I panted hard, then swung my leg over the wall and sat there as Max had, looking towards the neighbour’s house. Seen side by side, they were identical in every detail, except that the neighbour had washed his windows and freshened the paint on his back door.
A Japanese willow obscured the rest of the neighbour’s ground floor. A tree, a pond, a bower. Who builds a bower in Finsbury Park?
Max reappeared.
‘Dad, come and see.’
I looked about me. Was this trespass? I wasn’t sure.
Max disappeared again. No one in any of the other houses seemed to be looking. The only house that could see into the garden was ours. And I needed to retrieve my son.
I jumped down, landing badly and compounding the pain in my knee.
‘You aren’t supposed to say fuck, Dad.’
‘I didn’t say it.’ Did I?
‘You did.’
He had reappeared, and was looking down at me again, as I massaged the back of my knee, wondering if it would stiffen up.
‘And I’m allowed to say it. You are the one who isn’t.’
He smiled.
‘You’ve got a hole in your trousers.’
I nodded and stood up, ruffled his hair.
‘Does it hurt?’
‘Not much. A bit.’
He stared at me for a long moment.
‘All right,’ I said, ‘it hurts like fuck. Maybe I did say it.’
‘Thought so.’
‘Want to tell me what we’re doing here? Max-Man?’
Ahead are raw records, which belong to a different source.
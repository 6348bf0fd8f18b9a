//! End-to-end applier runs against real SQLite files

#![allow(clippy::unwrap_used, clippy::expect_used)]

use migrant_core::errors::ExErrorKind;
use migrant_core::{
    Applier, ApplyOptions, ConnectionDescriptor, Environment, MigrationPlan, Mode, Selection,
};
use migrant_store::{load_plan, DriverConnector};
use rusqlite::Connection;
use std::fs;
use std::path::{Path, PathBuf};
use tempfile::TempDir;

fn write_migrations(dir: &Path, files: &[(&str, &str)]) {
    for (name, body) in files {
        fs::write(dir.join(name), body).unwrap();
    }
}

fn sqlite_env(name: &str, path: &Path) -> Environment {
    Environment::new(
        name,
        ConnectionDescriptor::sqlite(path.to_str().unwrap().to_string()),
    )
}

fn seeded_db(dir: &Path, name: &str, seed: &str) -> PathBuf {
    let path = dir.join(format!("{name}.db"));
    Connection::open(&path).unwrap().execute_batch(seed).unwrap();
    path
}

fn column_names(path: &Path, table: &str) -> Vec<String> {
    let conn = Connection::open(path).unwrap();
    let mut stmt = conn
        .prepare(&format!("SELECT name FROM pragma_table_info('{table}') ORDER BY cid"))
        .unwrap();
    let names = stmt
        .query_map([], |row| row.get::<_, String>(0))
        .unwrap()
        .collect::<Result<Vec<_>, _>>()
        .unwrap();
    names
}

fn index_exists(path: &Path, index: &str) -> bool {
    let conn = Connection::open(path).unwrap();
    let count: i64 = conn
        .query_row(
            "SELECT COUNT(*) FROM sqlite_master WHERE type = 'index' AND name = ?1",
            [index],
            |row| row.get(0),
        )
        .unwrap();
    count == 1
}

fn crm_plan(dir: &Path) -> MigrationPlan {
    write_migrations(
        dir,
        &[
            (
                "010-leads-created-date.sql",
                "CREATE TABLE IF NOT EXISTS leads (id INTEGER PRIMARY KEY);\n\
                 ALTER TABLE leads ADD COLUMN created_date TEXT;\n",
            ),
            (
                "011-employees-updated-at.sql",
                "CREATE TABLE IF NOT EXISTS employees (id INTEGER PRIMARY KEY, updated_at TEXT);\n",
            ),
        ],
    );
    load_plan(dir).unwrap()
}

#[tokio::test]
async fn test_dev_applies_migrations_from_directory() {
    let temp = TempDir::new().unwrap();
    let migrations = temp.path().join("migrations");
    fs::create_dir(&migrations).unwrap();
    let plan = crm_plan(&migrations);
    let dev = temp.path().join("dev.db");

    let applier = Applier::new(DriverConnector::default(), ApplyOptions::default());
    let report = applier.apply(&plan, &[sqlite_env("dev", &dev)]).await.unwrap();

    assert!(report.is_success());
    let keys: Vec<_> = report
        .get("dev")
        .unwrap()
        .results
        .iter()
        .map(|r| r.migration_id.to_string())
        .collect();
    assert_eq!(keys, vec!["010", "011"]);
    assert_eq!(column_names(&dev, "leads"), vec!["id", "created_date"]);
    assert_eq!(column_names(&dev, "employees"), vec!["id", "updated_at"]);
}

#[tokio::test]
async fn test_unique_index_over_duplicates_halts_environment() {
    let temp = TempDir::new().unwrap();
    let migrations = temp.path().join("migrations");
    fs::create_dir(&migrations).unwrap();
    write_migrations(
        &migrations,
        &[
            (
                "076-archive-unique.sql",
                "CREATE UNIQUE INDEX IF NOT EXISTS accounts_archive_uniq ON accounts_archive (account_id);",
            ),
            (
                "091-ai-suggestions-unique.sql",
                "CREATE UNIQUE INDEX IF NOT EXISTS ai_suggestions_uniq ON ai_suggestions (lead_id);",
            ),
        ],
    );
    let plan = load_plan(&migrations).unwrap();
    let main = seeded_db(
        temp.path(),
        "main",
        "CREATE TABLE accounts_archive (account_id INTEGER);
         INSERT INTO accounts_archive VALUES (7), (7);
         CREATE TABLE ai_suggestions (lead_id INTEGER);",
    );

    let applier = Applier::new(DriverConnector::default(), ApplyOptions::default());
    let report = applier.apply(&plan, &[sqlite_env("main", &main)]).await.unwrap();

    let main_report = report.get("main").unwrap();
    assert_eq!(main_report.results.len(), 1);
    let error = main_report.results[0].error().unwrap();
    assert_eq!(error.kind(), ExErrorKind::Execution);
    assert_eq!(error.migration_id(), Some("076"));
    assert!(error.message().contains("UNIQUE constraint failed"), "{}", error);

    assert!(!index_exists(&main, "accounts_archive_uniq"));
    assert!(!index_exists(&main, "ai_suggestions_uniq"));
    assert!(!report.is_success());
}

#[tokio::test]
async fn test_failing_environment_does_not_affect_other() {
    let temp = TempDir::new().unwrap();
    let migrations = temp.path().join("migrations");
    fs::create_dir(&migrations).unwrap();
    write_migrations(
        &migrations,
        &[
            ("001-workers.sql", "CREATE TABLE IF NOT EXISTS workers (id INTEGER PRIMARY KEY);"),
            ("002-workers-tenant.sql", "ALTER TABLE workers ADD COLUMN tenant_id INTEGER;"),
        ],
    );
    let plan = load_plan(&migrations).unwrap();
    // main already has the column, so a non-idempotent ALTER fails there
    let main = seeded_db(
        temp.path(),
        "main",
        "CREATE TABLE workers (id INTEGER PRIMARY KEY, tenant_id INTEGER);",
    );
    let dev = temp.path().join("dev.db");

    for mode in [Mode::Parallel, Mode::Sequential] {
        let _ = fs::remove_file(&dev);
        let applier = Applier::new(
            DriverConnector::default(),
            ApplyOptions { mode, ledger: false },
        );
        let report = applier
            .apply(&plan, &[sqlite_env("main", &main), sqlite_env("dev", &dev)])
            .await
            .unwrap();

        let main_report = report.get("main").unwrap();
        assert_eq!(main_report.results.len(), 2);
        assert!(main_report.results[0].is_success());
        let error = main_report.results[1].error().unwrap();
        assert!(error.message().contains("duplicate column name"), "{}", error);

        assert!(report.get("dev").unwrap().is_success(), "mode {:?}", mode);
        assert_eq!(column_names(&dev, "workers"), vec!["id", "tenant_id"]);
    }
}

#[tokio::test]
async fn test_unopenable_database_is_connectivity_failure() {
    let temp = TempDir::new().unwrap();
    let migrations = temp.path().join("migrations");
    fs::create_dir(&migrations).unwrap();
    let plan = crm_plan(&migrations);
    let missing = temp.path().join("no-such-dir").join("main.db");
    let dev = temp.path().join("dev.db");

    let applier = Applier::new(DriverConnector::default(), ApplyOptions::default());
    let report = applier
        .apply(&plan, &[sqlite_env("main", &missing), sqlite_env("dev", &dev)])
        .await
        .unwrap();

    let main_report = report.get("main").unwrap();
    assert_eq!(main_report.results.len(), 1);
    assert_eq!(main_report.results[0].migration_id.as_str(), "010");
    assert_eq!(
        main_report.results[0].error().unwrap().kind(),
        ExErrorKind::Connectivity
    );
    assert!(report.get("dev").unwrap().is_success());
}

#[tokio::test]
async fn test_idempotent_bodies_rerun_cleanly() {
    let temp = TempDir::new().unwrap();
    let migrations = temp.path().join("migrations");
    fs::create_dir(&migrations).unwrap();
    write_migrations(
        &migrations,
        &[
            ("010-leads.sql", "CREATE TABLE IF NOT EXISTS leads (id INTEGER PRIMARY KEY);"),
            (
                "011-leads-index.sql",
                "CREATE INDEX IF NOT EXISTS leads_id_idx ON leads (id);",
            ),
        ],
    );
    let plan = load_plan(&migrations).unwrap();
    let dev = temp.path().join("dev.db");
    let applier = Applier::new(DriverConnector::default(), ApplyOptions::default());

    for _ in 0..2 {
        let report = applier.apply(&plan, &[sqlite_env("dev", &dev)]).await.unwrap();
        assert!(report.is_success());
        assert_eq!(report.get("dev").unwrap().applied_count(), 2);
    }
}

#[tokio::test]
async fn test_ledger_skips_recorded_and_detects_drift() {
    let temp = TempDir::new().unwrap();
    let migrations = temp.path().join("migrations");
    fs::create_dir(&migrations).unwrap();
    let plan = crm_plan(&migrations);
    let dev = temp.path().join("dev.db");
    let applier = Applier::new(
        DriverConnector::default(),
        ApplyOptions {
            mode: Mode::Parallel,
            ledger: true,
        },
    );

    let first = applier.apply(&plan, &[sqlite_env("dev", &dev)]).await.unwrap();
    assert_eq!(first.get("dev").unwrap().applied_count(), 2);

    // The ALTER in 010 is not idempotent; only the ledger makes this rerun pass
    let second = applier.apply(&plan, &[sqlite_env("dev", &dev)]).await.unwrap();
    let dev_report = second.get("dev").unwrap();
    assert!(dev_report.is_success());
    assert!(dev_report.results.iter().all(|r| r.already_applied));

    let status = applier.status(&plan, &[sqlite_env("dev", &dev)]).await.unwrap();
    assert!(status.is_healthy());
    assert_eq!(status.get("dev").unwrap().pending_count(), 0);

    fs::write(
        migrations.join("011-employees-updated-at.sql"),
        "CREATE TABLE IF NOT EXISTS employees (id INTEGER PRIMARY KEY, updated_at TIMESTAMP);\n",
    )
    .unwrap();
    let edited = load_plan(&migrations).unwrap();

    let drifted = applier.apply(&edited, &[sqlite_env("dev", &dev)]).await.unwrap();
    let dev_report = drifted.get("dev").unwrap();
    assert_eq!(dev_report.results.len(), 2);
    assert!(dev_report.results[0].already_applied);
    assert_eq!(
        dev_report.results[1].error().unwrap().kind(),
        ExErrorKind::ChecksumMismatch
    );

    let status = applier.status(&edited, &[sqlite_env("dev", &dev)]).await.unwrap();
    assert!(status.get("dev").unwrap().has_drift());
}

#[tokio::test]
async fn test_selection_through_key_applies_prefix() {
    let temp = TempDir::new().unwrap();
    let migrations = temp.path().join("migrations");
    fs::create_dir(&migrations).unwrap();
    let plan = crm_plan(&migrations);
    let dev = temp.path().join("dev.db");

    let selected = plan.select(&"..010".parse::<Selection>().unwrap()).unwrap();
    let applier = Applier::new(DriverConnector::default(), ApplyOptions::default());
    let report = applier.apply(&selected, &[sqlite_env("dev", &dev)]).await.unwrap();

    assert!(report.is_success());
    assert_eq!(report.get("dev").unwrap().results.len(), 1);
    assert!(column_names(&dev, "employees").is_empty());
}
He held out his hand. I took it, surprised, and he led me into the bower.
The neighbour had been busy here. Four metal trellises had been joined to make a loose arch, and up these trellises he had teased his climbing roses, if that’s what they were. Two people could have lain down in here, completely hidden from view. Perhaps they had. The grass was flattened, as if by cushions.
Now I noticed birdsong, distant-sounding, wrong, somehow.
Max crouched down, rubbed his right forefinger against his thumb.